If only it were an urban legend that senior citizens in the United States were cutting their physician-prescribed pills in half or ignoring their medications altogether in order to have enough money for food and utilities, but one doesn’t need academic studies to know that this kind of economically-forced non-adherence has too often been the case in our country.

After Congress passed the Medicare Modernization Act (MMA), creating the Part D prescription drug program, the Healthcare Leadership Council – an advocacy group comprised of chief executives of healthcare companies and organizations from all health sectors – literally took its show on the road. Having worked for passage of the MMA, we felt a responsibility to ensure that the new Part D program was implemented successfully and that seniors knew how to take advantage of the new benefit.

In community meetings across the country, I met with scores of elderly men and women who told me heart-wrenching stories of the hard choices they had to make between medications and other necessities, knowing they were putting their health at risk.

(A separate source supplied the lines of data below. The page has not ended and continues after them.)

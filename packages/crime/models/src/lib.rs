#![cfg_attr(feature = "fail-on-warnings", deny(warnings))]
#![warn(clippy::all, clippy::pedantic, clippy::nursery, clippy::cargo)]
#![allow(clippy::multiple_crate_versions, clippy::cargo_common_metadata)]

//! Record and result types shared across the cville-crime toolchain.
//!
//! Crime records flow through the pipeline in three shapes:
//!
//! 1. [`RawCrimeRecord`]: the untouched `properties` of one feature from
//!    the open-data portal.
//! 2. [`CrimeRecord`]: the raw record plus the derived block number,
//!    trimmed street name, and address string.
//! 3. [`GeocodedCrimeRecord`]: a crime record joined to the
//!    [`GeocodeResult`] for its address.
//!
//! Derived columns are only ever added; the raw properties are never
//! rewritten.

use std::fmt;

use serde::{Deserialize, Serialize};
use strum_macros::{AsRefStr, Display, EnumString};

/// Attribute map of a single feature.
pub type Properties = serde_json::Map<String, serde_json::Value>;

/// One reported incident exactly as published.
#[derive(Debug, Clone, Default, PartialEq, Serialize, Deserialize)]
pub struct RawCrimeRecord {
    /// Feature attributes. Geometry is discarded at fetch time.
    pub properties: Properties,
}

impl RawCrimeRecord {
    /// Wraps a feature's attribute map.
    #[must_use]
    pub const fn new(properties: Properties) -> Self {
        Self { properties }
    }

    /// Returns the named attribute as text.
    ///
    /// Strings are returned as-is, numbers and booleans are rendered with
    /// their JSON representation, and `null` or absent attributes yield
    /// `None`.
    #[must_use]
    pub fn text(&self, field: &str) -> Option<String> {
        match self.properties.get(field)? {
            serde_json::Value::Null => None,
            serde_json::Value::String(s) => Some(s.clone()),
            other @ (serde_json::Value::Number(_) | serde_json::Value::Bool(_)) => {
                Some(other.to_string())
            }
            serde_json::Value::Array(_) | serde_json::Value::Object(_) => None,
        }
    }
}

/// Hundred-block number of an incident location.
///
/// The city publishes block numbers rounded to the nearest hundred. A
/// missing or zero block is recoded to [`BlockNumber::DEFAULT`], so every
/// value held by this type is finite.
#[derive(Debug, Clone, Copy, PartialEq, PartialOrd, Serialize, Deserialize)]
#[serde(transparent)]
pub struct BlockNumber(f64);

impl BlockNumber {
    /// Block assigned to records with a missing or zero block number.
    pub const DEFAULT: Self = Self(100.0);

    /// Applies the recode rule to a parsed block number.
    ///
    /// Missing → 100, exactly zero → 100, anything else unchanged.
    /// Non-finite values count as missing.
    #[must_use]
    #[allow(clippy::float_cmp)]
    pub fn recode(parsed: Option<f64>) -> Self {
        match parsed {
            Some(v) if v.is_finite() && v != 0.0 => Self(v),
            _ => Self::DEFAULT,
        }
    }

    /// Returns the numeric value.
    #[must_use]
    pub const fn value(self) -> f64 {
        self.0
    }
}

impl fmt::Display for BlockNumber {
    #[allow(clippy::float_cmp)]
    fn fmt(&self, f: &mut fmt::Formatter<'_>) -> fmt::Result {
        if self.0.fract() == 0.0 {
            write!(f, "{:.0}", self.0)
        } else {
            write!(f, "{}", self.0)
        }
    }
}

/// A crime record with its normalized location columns.
#[derive(Debug, Clone, PartialEq, Serialize, Deserialize)]
pub struct CrimeRecord {
    /// Original feature attributes, untouched.
    pub properties: Properties,
    /// Recoded block number.
    pub block_number: BlockNumber,
    /// Street name with surrounding whitespace removed.
    pub street_name: String,
    /// Geocoding query string built from the block, street, and locality.
    pub address: String,
}

/// How a single address lookup ended.
#[derive(
    Debug,
    Clone,
    Copy,
    PartialEq,
    Eq,
    PartialOrd,
    Ord,
    Hash,
    Serialize,
    Deserialize,
    Display,
    EnumString,
    AsRefStr,
)]
#[serde(rename_all = "SCREAMING_SNAKE_CASE")]
#[strum(serialize_all = "SCREAMING_SNAKE_CASE")]
pub enum LookupOutcome {
    /// The service matched the address.
    Ok,
    /// The service answered but found nothing.
    ZeroResults,
    /// The service refused the query (quota, key, invalid request).
    Rejected,
    /// The response could not be understood.
    Malformed,
    /// No response arrived within the per-request timeout.
    TimedOut,
}

impl LookupOutcome {
    /// Whether a cached result with this outcome should stop the address
    /// from being queried again.
    ///
    /// Matches and definitive "not found" answers are final. Refusals,
    /// unreadable responses, and timeouts say nothing about the address
    /// itself and are retried on the next run.
    #[must_use]
    pub const fn is_final(self) -> bool {
        matches!(self, Self::Ok | Self::ZeroResults)
    }
}

/// Flat geocoding result for one query address.
#[derive(Debug, Clone, PartialEq, Serialize, Deserialize)]
pub struct GeocodeResult {
    /// The exact address string that was submitted.
    pub query: String,
    /// How the lookup ended.
    pub outcome: LookupOutcome,
    /// Service status string, populated for successful lookups.
    pub status: Option<String>,
    /// Latitude (WGS84).
    pub latitude: Option<f64>,
    /// Longitude (WGS84).
    pub longitude: Option<f64>,
    /// Canonical address returned by the service.
    pub formatted_address: Option<String>,
    /// Precision classification (e.g. `ROOFTOP`, `APPROXIMATE`).
    pub location_type: Option<String>,
}

impl GeocodeResult {
    /// A row with every field empty except the query key and outcome.
    #[must_use]
    pub const fn placeholder(query: String, outcome: LookupOutcome) -> Self {
        Self {
            query,
            outcome,
            status: None,
            latitude: None,
            longitude: None,
            formatted_address: None,
            location_type: None,
        }
    }

    /// Returns `(latitude, longitude)` when both are present.
    #[must_use]
    pub const fn coordinates(&self) -> Option<(f64, f64)> {
        match (self.latitude, self.longitude) {
            (Some(lat), Some(lng)) => Some((lat, lng)),
            _ => None,
        }
    }
}

/// A crime record joined to the geocode result for its address.
#[derive(Debug, Clone, PartialEq, Serialize, Deserialize)]
pub struct GeocodedCrimeRecord {
    /// The source record.
    pub record: CrimeRecord,
    /// The geocode result whose `query` equals `record.address`.
    pub geocode: GeocodeResult,
}

#[cfg(test)]
mod tests {
    use super::*;
    use std::str::FromStr as _;

    #[test]
    fn recodes_missing_and_zero() {
        assert_eq!(BlockNumber::recode(None), BlockNumber::DEFAULT);
        assert_eq!(BlockNumber::recode(Some(0.0)), BlockNumber::DEFAULT);
        assert_eq!(BlockNumber::recode(Some(-0.0)), BlockNumber::DEFAULT);
        assert_eq!(BlockNumber::recode(Some(f64::NAN)), BlockNumber::DEFAULT);
    }

    #[test]
    fn keeps_other_blocks() {
        assert!((BlockNumber::recode(Some(450.0)).value() - 450.0).abs() < f64::EPSILON);
        assert!((BlockNumber::recode(Some(-100.0)).value() + 100.0).abs() < f64::EPSILON);
    }

    #[test]
    fn displays_integral_blocks_without_fraction() {
        assert_eq!(BlockNumber::DEFAULT.to_string(), "100");
        assert_eq!(BlockNumber::recode(Some(1200.0)).to_string(), "1200");
        assert_eq!(BlockNumber::recode(Some(12.5)).to_string(), "12.5");
    }

    #[test]
    fn reads_text_attributes() {
        let record = RawCrimeRecord::new(
            serde_json::json!({
                "BlockNumber": 400,
                "StreetName": "AVON ST",
                "Missing": null,
            })
            .as_object()
            .cloned()
            .unwrap(),
        );
        assert_eq!(record.text("BlockNumber").as_deref(), Some("400"));
        assert_eq!(record.text("StreetName").as_deref(), Some("AVON ST"));
        assert_eq!(record.text("Missing"), None);
        assert_eq!(record.text("Absent"), None);
    }

    #[test]
    fn outcome_string_forms() {
        assert_eq!(LookupOutcome::ZeroResults.as_ref(), "ZERO_RESULTS");
        assert_eq!(
            LookupOutcome::from_str("TIMED_OUT").unwrap(),
            LookupOutcome::TimedOut
        );
        assert!(LookupOutcome::Ok.is_final());
        assert!(LookupOutcome::ZeroResults.is_final());
        assert!(!LookupOutcome::TimedOut.is_final());
        assert!(!LookupOutcome::Rejected.is_final());
    }

    #[test]
    fn placeholder_has_only_key() {
        let row = GeocodeResult::placeholder("1 A ST".to_string(), LookupOutcome::Malformed);
        assert_eq!(row.query, "1 A ST");
        assert!(row.status.is_none());
        assert!(row.coordinates().is_none());
        assert!(row.formatted_address.is_none());
        assert!(row.location_type.is_none());
    }
}
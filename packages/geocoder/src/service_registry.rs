//! Compile-time registry of geocoding service configurations.
//!
//! Each geocoding provider is defined in a TOML file under `services/`
//! with a `[provider]` table (endpoint and credentials) and a `[quota]`
//! table (daily budget, batching, pacing). The registry embeds these at
//! compile time and exposes them via [`all_services`] and
//! [`enabled_services`].

use serde::Deserialize;

use crate::google::GoogleGeocoder;
use crate::nominatim::NominatimGeocoder;
use crate::quota::QuotaConfig;
use crate::{GeocodeError, Geocoder, OutputDetail};

/// A geocoding service configuration loaded from TOML.
#[derive(Debug, Clone, Deserialize)]
pub struct GeocodingService {
    /// Unique identifier (e.g., `"google"`, `"nominatim"`).
    pub id: String,
    /// Human-readable name.
    pub name: String,
    /// Whether this service may be selected.
    #[serde(default = "default_true")]
    pub enabled: bool,
    /// Selection order; the lowest enabled priority is the default.
    pub priority: u32,
    /// Provider-specific configuration.
    pub provider: ProviderConfig,
    /// Request budget and pacing.
    pub quota: QuotaConfig,
}

/// Provider-specific configuration, tagged by `type` in TOML.
#[derive(Debug, Clone, Deserialize)]
#[serde(tag = "type", rename_all = "snake_case")]
pub enum ProviderConfig {
    /// Google Maps Geocoding API.
    Google {
        /// Endpoint URL.
        base_url: String,
        /// Environment variable holding the API key.
        api_key_env: String,
        /// Optional region bias (ccTLD code).
        #[serde(default)]
        region: Option<String>,
    },
    /// Nominatim / `OpenStreetMap` geocoder.
    Nominatim {
        /// Endpoint URL (e.g., `"https://nominatim.openstreetmap.org/search"`).
        base_url: String,
        /// Identifying `User-Agent` required by the usage policy.
        user_agent: String,
    },
}

const fn default_true() -> bool {
    true
}

impl GeocodingService {
    /// Returns the provider's base URL regardless of variant.
    #[must_use]
    pub fn base_url(&self) -> &str {
        match &self.provider {
            ProviderConfig::Google { base_url, .. } | ProviderConfig::Nominatim { base_url, .. } => {
                base_url
            }
        }
    }
}

const SERVICE_TOMLS: &[(&str, &str)] = &[
    ("google", include_str!("../services/google.toml")),
    ("nominatim", include_str!("../services/nominatim.toml")),
];

#[cfg(test)]
const EXPECTED_SERVICE_COUNT: usize = 2;

/// Returns all geocoding service configurations (enabled and disabled).
///
/// # Panics
///
/// Panics if any TOML config is malformed (this is a compile-time guarantee
/// since the configs are embedded).
#[must_use]
pub fn all_services() -> Vec<GeocodingService> {
    SERVICE_TOMLS
        .iter()
        .map(|(name, toml_str)| {
            toml::de::from_str(toml_str)
                .unwrap_or_else(|e| panic!("Failed to parse geocoding service '{name}': {e}"))
        })
        .collect()
}

/// Returns only enabled services, sorted by priority (ascending).
#[must_use]
pub fn enabled_services() -> Vec<GeocodingService> {
    let mut services: Vec<GeocodingService> =
        all_services().into_iter().filter(|s| s.enabled).collect();
    services.sort_by_key(|s| s.priority);
    services
}

/// Looks up a service by id, or the highest-priority enabled service when
/// `id` is `None`.
///
/// # Errors
///
/// Returns [`GeocodeError::Config`] if the id is unknown or no service is
/// enabled.
pub fn find_service(id: Option<&str>) -> Result<GeocodingService, GeocodeError> {
    match id {
        Some(id) => all_services()
            .into_iter()
            .find(|s| s.id == id)
            .ok_or_else(|| GeocodeError::Config {
                message: format!("unknown geocoding service '{id}'"),
            }),
        None => enabled_services()
            .into_iter()
            .next()
            .ok_or_else(|| GeocodeError::Config {
                message: "no geocoding service is enabled".to_string(),
            }),
    }
}

/// Constructs the client for `service`.
///
/// # Errors
///
/// Returns [`GeocodeError::Config`] if a required API key is not set in
/// the environment.
pub fn build_geocoder(
    service: &GeocodingService,
    client: reqwest::Client,
    detail: OutputDetail,
) -> Result<Box<dyn Geocoder>, GeocodeError> {
    match &service.provider {
        ProviderConfig::Google {
            base_url,
            api_key_env,
            region,
        } => {
            let api_key = std::env::var(api_key_env)
                .ok()
                .filter(|key| !key.trim().is_empty())
                .ok_or_else(|| GeocodeError::Config {
                    message: format!("{} requires an API key in ${api_key_env}", service.name),
                })?;
            Ok(Box::new(
                GoogleGeocoder::new(client, base_url, &api_key)
                    .with_region(region.clone())
                    .with_detail(detail),
            ))
        }
        ProviderConfig::Nominatim {
            base_url,
            user_agent,
        } => Ok(Box::new(
            NominatimGeocoder::new(client, base_url, user_agent).with_detail(detail),
        )),
    }
}
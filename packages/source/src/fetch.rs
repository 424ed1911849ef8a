//! `GeoJSON` feature collection fetcher.
//!
//! Downloads the source's feature collection with a single GET and keeps
//! the `properties` of every feature. Geometry is dropped; locations come
//! from geocoding the block address instead.

use std::path::Path;

use cville_crime_models::RawCrimeRecord;

use crate::source_def::SourceDefinition;
use crate::{FetchOptions, SourceError, retry};

/// Downloads and parses all records for a source.
///
/// When `options.snapshot_path` is set the raw body is written there
/// before parsing, so later runs can replay it with [`load_records`].
///
/// # Errors
///
/// Returns [`SourceError`] if the download fails, the snapshot cannot be
/// written, or the body is not a feature collection.
pub async fn fetch_records(
    client: &reqwest::Client,
    source: &SourceDefinition,
    options: &FetchOptions,
) -> Result<Vec<RawCrimeRecord>, SourceError> {
    log::info!("{}: downloading {}", source.name, source.url);
    let body = retry::send_text(&options.retry, || client.get(&source.url)).await?;
    log::info!("{}: received {} bytes", source.name, body.len());

    if let Some(path) = &options.snapshot_path {
        if let Some(parent) = path.parent() {
            std::fs::create_dir_all(parent)?;
        }
        std::fs::write(path, &body)?;
        log::debug!("{}: snapshot written to {}", source.name, path.display());
    }

    let records = parse_feature_collection(&body, options.limit)?;
    log::info!("{}: {} records", source.name, records.len());
    Ok(records)
}

/// Reads records from a previously downloaded `GeoJSON` file.
///
/// # Errors
///
/// Returns [`SourceError`] if the file cannot be read or parsed.
pub fn load_records(path: &Path, limit: Option<u64>) -> Result<Vec<RawCrimeRecord>, SourceError> {
    let body = std::fs::read_to_string(path)?;
    let records = parse_feature_collection(&body, limit)?;
    log::info!("Loaded {} records from {}", records.len(), path.display());
    Ok(records)
}

/// Parses a feature collection, keeping at most `limit` features.
///
/// Features without properties become empty records rather than being
/// skipped, so the record count always matches the feature count.
///
/// # Errors
///
/// Returns [`SourceError::GeoJson`] if `body` is not a feature collection.
pub fn parse_feature_collection(
    body: &str,
    limit: Option<u64>,
) -> Result<Vec<RawCrimeRecord>, SourceError> {
    let collection: geojson::FeatureCollection = body
        .parse()
        .map_err(|e| SourceError::GeoJson(Box::new(e)))?;

    let limit = limit.map_or(usize::MAX, |n| usize::try_from(n).unwrap_or(usize::MAX));

    Ok(collection
        .features
        .into_iter()
        .take(limit)
        .map(|feature| RawCrimeRecord::new(feature.properties.unwrap_or_default()))
        .collect())
}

Has the Medicare Part D prescription drug program made a difference in drug adherence within this vulnerable population? The results are quite positive but they also show that further improvements remain necessary.

The impact of Part D on drug adherence among the elderly is unquestionable. A survey in April of this year by KRC Research (commissioned by Medicare Today, a coalition of local and national organizations we founded to provide reliable Part D information to seniors) found that three of every 10 Medicare beneficiaries reported that they are now taking medications that they had previously either skipped or rationed.